I wrote most of this post on Wednesday. It seems that I then accidentally deleted it. And I THEN discovered that there are challenges to finding things on feedly when you’ve already read them. Nevertheless, when I pieced back together what I could, I did discover something of a theme, which has to do with who and where we are in the church and in the lives we hope to live as inspired by our faith.
One of the most exciting adventures around the blog ring this week has been Teri’s move to Scotland, where she and kitties are settling into what looks to be one of the most beautiful locales on the planet before she begins her new call with the Church of Scotland. In fact, by the time you read this, she will have begun. I am feeling an intense desire to go out and sit on that log on the beach for several hours
Katherine writes about self-care: eating well, losing weight, getting strong. And doing all of it as a “parson,” a public figure (no pun intended) upon whom people feel free to comment. She’s even got me wondering about Whole30, although when I read the list of foods to discard, I wondered what might be left.

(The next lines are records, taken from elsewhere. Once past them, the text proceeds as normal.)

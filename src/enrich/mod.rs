//! Enrichment pipeline
//!
//! Turns annotated documents into canonicalized concept and predicate groups.

mod pipeline;
mod types;

pub use pipeline::Enricher;
pub use types::{
    DocumentChunks, DocumentError, DropStats, EnrichConfig, EnrichError, EnrichResult, EnrichmentBatch,
    CONCEPTS_FIELD, PREDICATES_FIELD,
};
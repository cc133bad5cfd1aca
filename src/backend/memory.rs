//! In-process engine over a document map
//!
//! Evaluates [`Filter`]s directly against stored JSON documents. Used for
//! tests and for exploring small batches without a running backend.

use super::document::fields;
use super::engine::{
    partition_by_id, scalar_text, AggregateRequest, BackendError, BackendResult, BulkReport, Dictionary, Engine, IndexSchema,
    RawQuery, Suggestion, TermCount,
};
use super::filter::Filter;
use crate::config::EngineKind;
use async_trait::async_trait;
use serde_json::{json, Value};
use std::collections::{BTreeMap, HashMap};
use std::sync::Mutex;
use std::time::Duration;

#[derive(Default)]
struct IndexState {
    created: bool,
    documents: BTreeMap<String, Value>,
}

pub struct MemoryEngine {
    index: String,
    kind: EngineKind,
    state: Mutex<IndexState>,
}

impl MemoryEngine {
    /// An engine whose index already exists
    pub fn new(index: impl Into<String>) -> Self {
        Self {
            index: index.into(),
            kind: EngineKind::Solr,
            state: Mutex::new(IndexState {
                created: true,
                documents: BTreeMap::new(),
            }),
        }
    }

    /// An engine whose index has not been created yet
    pub fn uncreated(index: impl Into<String>) -> Self {
        let engine = Self::new(index);
        engine.state.lock().unwrap().created = false;
        engine
    }

    /// Report a different backend kind
    pub fn reporting_as(mut self, kind: EngineKind) -> Self {
        self.kind = kind;
        self
    }

    pub fn len(&self) -> usize {
        self.state.lock().unwrap().documents.len()
    }

    pub fn is_empty(&self) -> bool {
        self.len() == 0
    }

    /// Sorted ids of stored documents
    pub fn ids(&self) -> Vec<String> {
        self.state.lock().unwrap().documents.keys().cloned().collect()
    }

    pub fn get(&self, id: &str) -> Option<Value> {
        self.state.lock().unwrap().documents.get(id).cloned()
    }

    fn matching(&self, filter: &Filter) -> Vec<Value> {
        let state = self.state.lock().unwrap();
        state
            .documents
            .values()
            .filter(|doc| matches(filter, doc))
            .cloned()
            .collect()
    }
}

fn field_values(doc: &Value, field: &str) -> Vec<String> {
    match doc.get(field) {
        Some(Value::Array(items)) => items.iter().filter_map(scalar_text).collect(),
        Some(value) => scalar_text(value).into_iter().collect(),
        None => Vec::new(),
    }
}

fn contains_phrase(text: &str, phrase: &[String]) -> bool {
    let words: Vec<String> = text.split_whitespace().map(str::to_lowercase).collect();
    !phrase.is_empty() && words.windows(phrase.len()).any(|window| window == phrase)
}

fn matches(filter: &Filter, doc: &Value) -> bool {
    match filter {
        Filter::All => true,
        Filter::Term { field, value } => field_values(doc, field).iter().any(|v| v == value),
        Filter::Terms { field, values } => field_values(doc, field).iter().any(|v| values.contains(v)),
        Filter::Mentions(phrase) => {
            let phrase: Vec<String> = phrase.split_whitespace().map(str::to_lowercase).collect();
            [fields::PREFLABEL, fields::LABEL]
                .iter()
                .flat_map(|field| field_values(doc, field))
                .any(|text| contains_phrase(&text, &phrase))
        }
        Filter::AnyOf(parts) => parts.iter().any(|part| matches(part, doc)),
        Filter::AllOf(parts) => parts.iter().all(|part| matches(part, doc)),
        Filter::Not(inner) => !matches(inner, doc),
    }
}

/// Descending count, then ascending term
fn ranked(counts: HashMap<String, u64>) -> Vec<(String, u64)> {
    let mut ranked: Vec<(String, u64)> = counts.into_iter().collect();
    ranked.sort_by(|a, b| b.1.cmp(&a.1).then_with(|| a.0.cmp(&b.0)));
    ranked
}

#[async_trait]
impl Engine for MemoryEngine {
    fn kind(&self) -> EngineKind {
        self.kind
    }

    fn index_name(&self) -> &str {
        &self.index
    }

    async fn indexes(&self) -> BackendResult<Vec<String>> {
        let created = self.state.lock().unwrap().created;
        Ok(if created { vec![self.index.clone()] } else { Vec::new() })
    }

    async fn index_exists(&self, name: &str) -> BackendResult<bool> {
        Ok(name == self.index && self.state.lock().unwrap().created)
    }

    async fn index_create(&self, _schema: &IndexSchema) -> BackendResult<()> {
        let mut state = self.state.lock().unwrap();
        if state.created {
            return Err(BackendError::Status {
                status: 400,
                body: format!("index '{}' already exists", self.index),
            });
        }
        state.created = true;
        Ok(())
    }

    async fn index_delete(&self) -> BackendResult<()> {
        let mut state = self.state.lock().unwrap();
        state.created = false;
        state.documents.clear();
        Ok(())
    }

    async fn bulk_index(&self, documents: Vec<Value>, _timeout: Duration) -> BackendResult<BulkReport> {
        let (accepted, rejected) = partition_by_id(documents);
        let mut state = self.state.lock().unwrap();
        if !state.created {
            return Err(BackendError::Status {
                status: 404,
                body: format!("index '{}' does not exist", self.index),
            });
        }
        let indexed = accepted.len();
        for (id, doc) in accepted {
            state.documents.insert(id, doc);
        }
        Ok(BulkReport { indexed, rejected })
    }

    /// Supports `q`: `*:*` (or absent) returns every document, anything else
    /// matches documents with a field containing the text.
    async fn raw_query(&self, query: &RawQuery, _handler: &str) -> BackendResult<Value> {
        let needle = query.get("q").filter(|q| *q != "*:*").map(str::to_lowercase);
        let docs: Vec<Value> = self
            .matching(&Filter::All)
            .into_iter()
            .filter(|doc| match &needle {
                None => true,
                Some(needle) => doc
                    .as_object()
                    .map(|map| {
                        map.values()
                            .filter_map(Value::as_str)
                            .any(|text| text.to_lowercase().contains(needle.as_str()))
                    })
                    .unwrap_or(false),
            })
            .collect();
        Ok(json!({"response": {"numFound": docs.len(), "docs": docs}}))
    }

    async fn aggregate(&self, request: &AggregateRequest) -> BackendResult<Vec<TermCount>> {
        let mut counts: HashMap<String, u64> = HashMap::new();
        for doc in self.matching(&request.filter) {
            for value in field_values(&doc, &request.field) {
                *counts.entry(value).or_insert(0) += 1;
            }
        }
        Ok(ranked(counts)
            .into_iter()
            .filter(|(_, count)| *count >= request.min_count)
            .take(request.limit)
            .map(|(term, count)| TermCount::new(term, count))
            .collect())
    }

    async fn suggest(&self, prefix: &str, dictionary: Dictionary, count: usize) -> BackendResult<Vec<Suggestion>> {
        let field = match dictionary {
            Dictionary::Concepts => fields::CONCEPTLABEL,
            Dictionary::Predicates => fields::PREDICATELABEL,
        };
        let prefix = prefix.to_lowercase();
        let mut weights: HashMap<String, u64> = HashMap::new();
        for doc in self.matching(&Filter::All) {
            for value in field_values(&doc, field) {
                if value.to_lowercase().starts_with(&prefix) {
                    *weights.entry(value).or_insert(0) += 1;
                }
            }
        }
        Ok(ranked(weights)
            .into_iter()
            .take(count)
            .map(|(term, weight)| Suggestion { term, weight })
            .collect())
    }
}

Elizabeth writes about her life transition from evangelical to American Baptist, commenting on Marcus Borg’s new book Convictions along the way. Her post is a helpful guide to those on the same journey, or with parishoners in that boat. (And I want to add that my lectionary group found Borg’s chapter on atonement theology useful as a pre-Easter discussion.)
A couple of years ago, our family visited Salt Lake City. Of course, we toured the key Mormon sites in the vicinity of Temple Square, went to the Sunday radio broadcast of the Mormon Tabernacle Choir, and learned about about the Church of the Latter Day Saints. Christy reflects on the rigidity of Mormon structure and faith as she asks whether diverse and especially female clergy might be killing the United Methodist Church. Her post is a maddeningly challenging one, that’s for sure.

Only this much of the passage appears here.